The Bible Society in their Navigating Trauma course, refer to trauma as a “wound of the heart” due to the way it impacts an individual’s complete physical, emotional, and spiritual wellbeing.
David Trickey, a psychologist and representative of the UK Trauma Council, believes trauma can be understood as a rupture in “meaning-making”. When everything we put our faith and trust in is torn away, the anxiety and confusion we’re left with are all-consuming. It’s hard to make sense of the world around us.
Trauma is a complex issue. You’ll probably be aware that there are many different types of trauma: post-traumatic stress disorder (PTSD), complex PTSD, birth trauma, collective trauma, vicarious trauma, and trauma caused by adverse childhood experiences.
Even everyday tragedies can trigger trauma, too. Being fired from a job, for example, can be highly traumatic when your identity and the foundations of who you are are stripped away overnight. In such cases, stress accumulates and the nervous system is forced on high alert.
Grief, while not a mental health issue in itself, can become one if it goes untreated. Yvonne Tulloch from bereavement charity At a Loss reports that “Because grief is not commonly understood and signposting is poor, bereaved people can often think they have a mental health problem and turn to mental health charities”.
There are also serious misconceptions about trauma. People often wrongly assume that those experiencing trauma are ‘dwelling’ on past events and just need to move on.
But trauma isn’t a choice or a sign of weakness, and it’s actually more prevalent than many of us realise.

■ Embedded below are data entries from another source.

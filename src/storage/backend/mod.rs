//! SeaORM storage backend
//!
//! This module provides the dedup log storage using SeaORM,
//! supporting SQLite, MySQL/MariaDB, and PostgreSQL.

mod connection;
mod records;

use sea_orm::DatabaseConnection;
use tracing::warn;

use crate::config::DatabaseConfig;
use crate::errors::{IpCheckerError, Result};

pub use connection::{connect_generic, connect_sqlite, run_migrations};

/// 从数据库 URL 推断数据库类型
pub fn infer_backend_from_url(database_url: &str) -> Result<String> {
    if database_url.starts_with("sqlite:")
        || database_url.ends_with(".db")
        || database_url.ends_with(".sqlite")
        || database_url == ":memory:"
    {
        Ok("sqlite".to_string())
    } else if database_url.starts_with("mysql://") || database_url.starts_with("mariadb://") {
        Ok("mysql".to_string())
    } else if database_url.starts_with("postgres://") || database_url.starts_with("postgresql://") {
        Ok("postgres".to_string())
    } else {
        Err(IpCheckerError::database_config(format!(
            "Cannot infer database type from URL: {}. Supported: sqlite://, mysql://, mariadb://, postgres://",
            database_url
        )))
    }
}

/// MariaDB 使用 MySQL 协议，驱动只认 `mysql://`
pub fn normalize_database_url(database_url: &str) -> String {
    match database_url.strip_prefix("mariadb://") {
        Some(rest) => format!("mysql://{}", rest),
        None => database_url.to_string(),
    }
}

/// SeaORM-based storage backend
#[derive(Clone)]
pub struct SeaOrmStorage {
    db: DatabaseConnection,
    backend_name: String,
}

impl SeaOrmStorage {
    /// Connect and bring the schema up to date.
    ///
    /// Migrations are idempotent, so a fresh database provisions itself here
    /// and an existing one is left untouched.
    pub async fn new(config: &DatabaseConfig, backend_name: &str) -> Result<Self> {
        if config.database_url.is_empty() {
            return Err(IpCheckerError::database_config("database_url is not set"));
        }
        let database_url = normalize_database_url(&config.database_url);

        let db = if backend_name == "sqlite" {
            connect_sqlite(&database_url).await?
        } else {
            connect_generic(&database_url, backend_name, config).await?
        };

        let storage = SeaOrmStorage {
            db,
            backend_name: backend_name.to_string(),
        };

        run_migrations(&storage.db).await?;

        warn!(
            "{} Storage initialized.",
            storage.backend_name.to_uppercase()
        );
        Ok(storage)
    }

    pub fn backend_name(&self) -> &str {
        &self.backend_name
    }

    /// 获取数据库连接（关闭时使用）
    pub fn get_db(&self) -> &DatabaseConnection {
        &self.db
    }
}
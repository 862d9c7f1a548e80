//! Request ID middleware
//!
//! 每个请求一个 ID：客户端带了合法的 `X-Request-ID` 就沿用，否则生成 UUID。
//! ID 挂在 tracing span 和 request extensions 上，并原样写回响应头。
//! 请求结束时按 span 记录状态码和耗时。

use std::rc::Rc;
use std::time::Instant;

use actix_service::{Service, Transform};
use actix_web::{
    Error, HttpMessage,
    dev::{ServiceRequest, ServiceResponse},
    http::header::{HeaderName, HeaderValue},
};
use futures_util::future::{LocalBoxFuture, Ready, ready};
use tracing::{Instrument, debug, info_span};
use uuid::Uuid;

pub const REQUEST_ID_HEADER: &str = "x-request-id";

/// 上游传入 ID 的最大长度
const MAX_INBOUND_ID_LEN: usize = 64;

/// 请求 ID，可从 request extensions 中提取
#[derive(Clone, Debug)]
pub struct RequestId(pub String);

/// 只接受短的 `[A-Za-z0-9_-]` ID，其他一律重新生成
fn inbound_request_id(req: &ServiceRequest) -> Option<String> {
    let value = req.headers().get(REQUEST_ID_HEADER)?.to_str().ok()?.trim();

    let valid = !value.is_empty()
        && value.len() <= MAX_INBOUND_ID_LEN
        && value
            .bytes()
            .all(|b| b.is_ascii_alphanumeric() || b == b'-' || b == b'_');

    valid.then(|| value.to_string())
}

#[derive(Clone, Default)]
pub struct RequestIdMiddleware;

impl<S, B> Transform<S, ServiceRequest> for RequestIdMiddleware
where
    S: Service<ServiceRequest, Response = ServiceResponse<B>, Error = Error> + 'static,
    B: 'static,
{
    type Response = ServiceResponse<B>;
    type Error = Error;
    type InitError = ();
    type Transform = RequestIdService<S>;
    type Future = Ready<Result<Self::Transform, Self::InitError>>;

    fn new_transform(&self, service: S) -> Self::Future {
        ready(Ok(RequestIdService {
            service: Rc::new(service),
        }))
    }
}

pub struct RequestIdService<S> {
    service: Rc<S>,
}

impl<S, B> Service<ServiceRequest> for RequestIdService<S>
where
    S: Service<ServiceRequest, Response = ServiceResponse<B>, Error = Error> + 'static,
    B: 'static,
{
    type Response = ServiceResponse<B>;
    type Error = Error;
    type Future = LocalBoxFuture<'static, Result<Self::Response, Self::Error>>;

    fn poll_ready(
        &self,
        ctx: &mut std::task::Context<'_>,
    ) -> std::task::Poll<Result<(), Self::Error>> {
        self.service.poll_ready(ctx)
    }

    fn call(&self, req: ServiceRequest) -> Self::Future {
        let srv = self.service.clone();
        let request_id =
            inbound_request_id(&req).unwrap_or_else(|| Uuid::new_v4().to_string());

        req.extensions_mut().insert(RequestId(request_id.clone()));

        let span = info_span!(
            "request",
            request_id = %request_id,
            method = %req.method(),
            path = %req.path(),
        );
        let started = Instant::now();

        Box::pin(
            async move {
                let mut response = srv.call(req).await?;

                debug!(
                    "Completed with {} in {}ms",
                    response.status().as_u16(),
                    started.elapsed().as_millis()
                );

                if let Ok(value) = HeaderValue::from_str(&request_id) {
                    response
                        .headers_mut()
                        .insert(HeaderName::from_static(REQUEST_ID_HEADER), value);
                }

                Ok(response)
            }
            .instrument(span),
        )
    }
}

#[cfg(test)]
mod tests {
    use super::*;
    use actix_web::{App, HttpResponse, test, web};

    async fn echo_id(req: actix_web::HttpRequest) -> HttpResponse {
        let id = req
            .extensions()
            .get::<RequestId>()
            .map(|r| r.0.clone())
            .unwrap_or_default();
        HttpResponse::Ok().body(id)
    }

    #[actix_rt::test]
    async fn test_generated_id_matches_extension() {
        let app = test::init_service(
            App::new()
                .wrap(RequestIdMiddleware)
                .route("/", web::get().to(echo_id)),
        )
        .await;

        let resp = test::call_service(&app, test::TestRequest::get().uri("/").to_request()).await;
        let header = resp
            .headers()
            .get(REQUEST_ID_HEADER)
            .and_then(|v| v.to_str().ok())
            .map(str::to_string)
            .unwrap();
        let body = test::read_body(resp).await;

        assert_eq!(body, header.as_bytes());
        assert!(Uuid::parse_str(&header).is_ok());
    }

    #[actix_rt::test]
    async fn test_valid_inbound_id_is_reused() {
        let app = test::init_service(
            App::new()
                .wrap(RequestIdMiddleware)
                .route("/", web::get().to(echo_id)),
        )
        .await;

        let req = test::TestRequest::get()
            .uri("/")
            .insert_header((REQUEST_ID_HEADER, "edge-7f3a_01"))
            .to_request();
        let resp = test::call_service(&app, req).await;

        assert_eq!(
            resp.headers()
                .get(REQUEST_ID_HEADER)
                .and_then(|v| v.to_str().ok()),
            Some("edge-7f3a_01")
        );
    }

    #[actix_rt::test]
    async fn test_unsafe_inbound_id_is_replaced() {
        let app = test::init_service(
            App::new()
                .wrap(RequestIdMiddleware)
                .route("/", web::get().to(echo_id)),
        )
        .await;

        let long = "a".repeat(MAX_INBOUND_ID_LEN + 1);
        for bad in ["has space", "semi;colon", long.as_str()] {
            let req = test::TestRequest::get()
                .uri("/")
                .insert_header((REQUEST_ID_HEADER, bad))
                .to_request();
            let resp = test::call_service(&app, req).await;
            let id = resp
                .headers()
                .get(REQUEST_ID_HEADER)
                .and_then(|v| v.to_str().ok())
                .unwrap();
            assert!(Uuid::parse_str(id).is_ok(), "inbound {:?}", bad);
        }
    }
}
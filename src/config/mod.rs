mod structs;

pub use structs::*;
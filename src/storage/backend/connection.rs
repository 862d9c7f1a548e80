use std::time::Duration;

use sea_orm::{ConnectOptions, Database, DatabaseConnection};
use tracing::info;

use crate::config::DatabaseConfig;
use crate::errors::{IpCheckerError, Result};
use migration::{Migrator, MigratorTrait};

/// 连接 SQLite 数据库（不存在时自动创建）
pub async fn connect_sqlite(database_url: &str) -> Result<DatabaseConnection> {
    use sea_orm::SqlxSqliteConnector;
    use sea_orm::sqlx::SqlitePool;
    use sea_orm::sqlx::sqlite::{SqliteConnectOptions, SqliteJournalMode, SqliteSynchronous};
    use std::str::FromStr;

    let opt = SqliteConnectOptions::from_str(database_url)
        .map_err(|e| IpCheckerError::database_config(format!("Invalid SQLite URL: {}", e)))?
        .create_if_missing(true)
        .journal_mode(SqliteJournalMode::Wal)
        .synchronous(SqliteSynchronous::Normal)
        .busy_timeout(Duration::from_secs(5));

    let pool = SqlitePool::connect_with(opt).await.map_err(|e| {
        IpCheckerError::store_unavailable(format!("Cannot connect to SQLite database: {}", e))
    })?;

    Ok(SqlxSqliteConnector::from_sqlx_sqlite_pool(pool))
}

/// 连接通用数据库（MySQL/PostgreSQL）
pub async fn connect_generic(
    database_url: &str,
    backend_name: &str,
    config: &DatabaseConfig,
) -> Result<DatabaseConnection> {
    let pool_size = config.pool_size.max(1);
    let timeout = Duration::from_secs(config.timeout.max(1));

    let mut opt = ConnectOptions::new(database_url.to_owned());
    opt.max_connections(pool_size)
        .min_connections(pool_size.min(5))
        .connect_timeout(timeout)
        .acquire_timeout(timeout)
        .idle_timeout(Duration::from_secs(300))
        .max_lifetime(Duration::from_secs(3600))
        .sqlx_logging(false);

    Database::connect(opt).await.map_err(|e| {
        IpCheckerError::store_unavailable(format!(
            "Cannot connect to {} database: {}",
            backend_name.to_uppercase(),
            e
        ))
    })
}

/// 运行数据库迁移（幂等）
pub async fn run_migrations(db: &DatabaseConnection) -> Result<()> {
    Migrator::up(db, None)
        .await
        .map_err(|e| IpCheckerError::store_unavailable(format!("Migration failed: {}", e)))?;

    info!("Database migrations completed");
    Ok(())
}
pub mod shutdown;
pub mod startup;
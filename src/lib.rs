//! IP Checker - IPv4 check service
//!
//! Validates an address, returns its geolocation from an external lookup
//! service and remembers every address it has checked, so a repeat request
//! is answered as a duplicate with the first-seen time instead of a second
//! lookup.
//!
//! # Architecture
//! - `utils`: address validation and time formatting
//! - `storage`: persisted record store (SeaORM; SQLite, MySQL, PostgreSQL)
//! - `services`: geolocation client, check orchestration, retention
//! - `api`: HTTP handlers and middleware
//! - `config`: configuration loading
//! - `runtime`: startup wiring, execution modes, shutdown
//! - `system`: logging

pub mod api;
pub mod cli;
pub mod config;
pub mod errors;
pub mod runtime;
pub mod services;
pub mod storage;
pub mod system;
pub mod utils;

The first UK-based study of its kind into trauma and young people, published in The Lancet Psychiatry, found 31% of young people had a traumatic experience during childhood, and those who were exposed to trauma were twice as likely as their peers to have a range of mental health disorders.
Connections have been made between trauma and homelessness, trauma and addiction, trauma and violence and many other destructive behaviours.
However, support for these issues doesn’t necessarily address the underlying issues and has limited success.
Like so much over the past two years, COVID-19 has exacerbated the problem.
For people already living with experiences of trauma, the isolation and uncertainty of the pandemic increased the risk of further psychological harm.
At the same time, fewer services and support have been available. As churches, Christian charities, and social action projects, the chances are we are working with people who have experienced all kinds of trauma.
While we are not called to step in and take over the role of the healthcare professionals, taking a trauma-informed approach to our work will help us to respond more appropriately.